Data records →
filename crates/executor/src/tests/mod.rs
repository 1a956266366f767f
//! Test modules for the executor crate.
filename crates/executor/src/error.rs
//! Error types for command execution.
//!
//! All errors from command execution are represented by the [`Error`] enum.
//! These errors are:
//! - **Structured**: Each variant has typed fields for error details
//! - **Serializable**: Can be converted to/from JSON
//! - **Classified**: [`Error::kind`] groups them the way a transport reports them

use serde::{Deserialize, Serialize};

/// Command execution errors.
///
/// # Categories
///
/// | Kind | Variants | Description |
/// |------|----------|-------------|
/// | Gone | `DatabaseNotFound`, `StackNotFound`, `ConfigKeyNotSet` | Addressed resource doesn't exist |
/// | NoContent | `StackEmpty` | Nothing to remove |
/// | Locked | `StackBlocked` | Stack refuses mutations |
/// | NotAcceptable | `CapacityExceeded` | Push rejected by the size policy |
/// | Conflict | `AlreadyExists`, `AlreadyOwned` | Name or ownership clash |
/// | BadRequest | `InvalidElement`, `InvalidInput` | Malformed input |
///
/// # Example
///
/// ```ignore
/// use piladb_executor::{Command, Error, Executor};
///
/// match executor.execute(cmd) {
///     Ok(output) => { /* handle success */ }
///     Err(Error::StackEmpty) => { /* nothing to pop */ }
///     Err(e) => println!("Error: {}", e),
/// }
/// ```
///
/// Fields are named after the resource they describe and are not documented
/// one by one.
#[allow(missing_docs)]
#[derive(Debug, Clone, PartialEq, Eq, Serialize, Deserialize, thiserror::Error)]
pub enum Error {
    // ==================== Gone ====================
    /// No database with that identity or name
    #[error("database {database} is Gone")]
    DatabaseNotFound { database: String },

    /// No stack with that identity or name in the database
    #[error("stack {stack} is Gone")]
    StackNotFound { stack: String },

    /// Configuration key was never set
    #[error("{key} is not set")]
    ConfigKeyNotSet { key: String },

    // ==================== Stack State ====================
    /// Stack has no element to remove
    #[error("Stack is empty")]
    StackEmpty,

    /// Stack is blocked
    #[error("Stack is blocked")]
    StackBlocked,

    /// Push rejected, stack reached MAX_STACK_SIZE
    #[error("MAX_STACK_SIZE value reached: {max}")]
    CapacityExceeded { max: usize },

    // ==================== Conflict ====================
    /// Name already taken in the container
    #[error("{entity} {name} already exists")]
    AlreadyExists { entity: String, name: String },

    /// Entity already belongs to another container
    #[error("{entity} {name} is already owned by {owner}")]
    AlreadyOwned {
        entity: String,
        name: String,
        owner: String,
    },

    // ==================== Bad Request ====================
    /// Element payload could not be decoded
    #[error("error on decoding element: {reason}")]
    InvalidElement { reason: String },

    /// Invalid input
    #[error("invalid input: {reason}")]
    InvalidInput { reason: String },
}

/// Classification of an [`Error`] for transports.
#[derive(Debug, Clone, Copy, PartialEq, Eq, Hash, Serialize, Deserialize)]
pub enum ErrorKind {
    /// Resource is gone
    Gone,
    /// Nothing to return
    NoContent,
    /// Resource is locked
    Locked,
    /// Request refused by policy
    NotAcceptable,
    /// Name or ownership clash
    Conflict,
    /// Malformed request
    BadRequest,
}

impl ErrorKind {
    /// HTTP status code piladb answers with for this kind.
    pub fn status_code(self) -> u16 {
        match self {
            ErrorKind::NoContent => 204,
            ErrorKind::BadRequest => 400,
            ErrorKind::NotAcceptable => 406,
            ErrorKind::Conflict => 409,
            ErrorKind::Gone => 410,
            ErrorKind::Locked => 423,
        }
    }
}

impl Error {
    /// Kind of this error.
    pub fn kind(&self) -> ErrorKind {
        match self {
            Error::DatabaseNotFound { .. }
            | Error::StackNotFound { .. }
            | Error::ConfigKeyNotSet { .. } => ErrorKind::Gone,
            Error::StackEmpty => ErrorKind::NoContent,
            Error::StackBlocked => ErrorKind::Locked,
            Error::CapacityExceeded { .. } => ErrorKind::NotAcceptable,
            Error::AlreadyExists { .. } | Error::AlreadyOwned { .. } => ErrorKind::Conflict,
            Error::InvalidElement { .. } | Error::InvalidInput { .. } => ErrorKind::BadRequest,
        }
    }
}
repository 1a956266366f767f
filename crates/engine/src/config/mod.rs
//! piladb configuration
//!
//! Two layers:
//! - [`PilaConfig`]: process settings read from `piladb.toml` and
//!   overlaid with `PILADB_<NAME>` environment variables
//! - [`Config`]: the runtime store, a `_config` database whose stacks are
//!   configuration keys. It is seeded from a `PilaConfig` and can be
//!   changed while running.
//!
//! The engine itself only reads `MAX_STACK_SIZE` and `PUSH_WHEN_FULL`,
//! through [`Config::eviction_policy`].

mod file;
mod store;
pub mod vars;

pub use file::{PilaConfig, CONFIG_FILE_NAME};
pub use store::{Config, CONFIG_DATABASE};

Exercise →
Lines that include the word "reason" are to be extracted from the data above.

Exercise output →
    #[error("error on decoding element: {reason}")]
    InvalidElement { reason: String },
    #[error("invalid input: {reason}")]
    InvalidInput { reason: String },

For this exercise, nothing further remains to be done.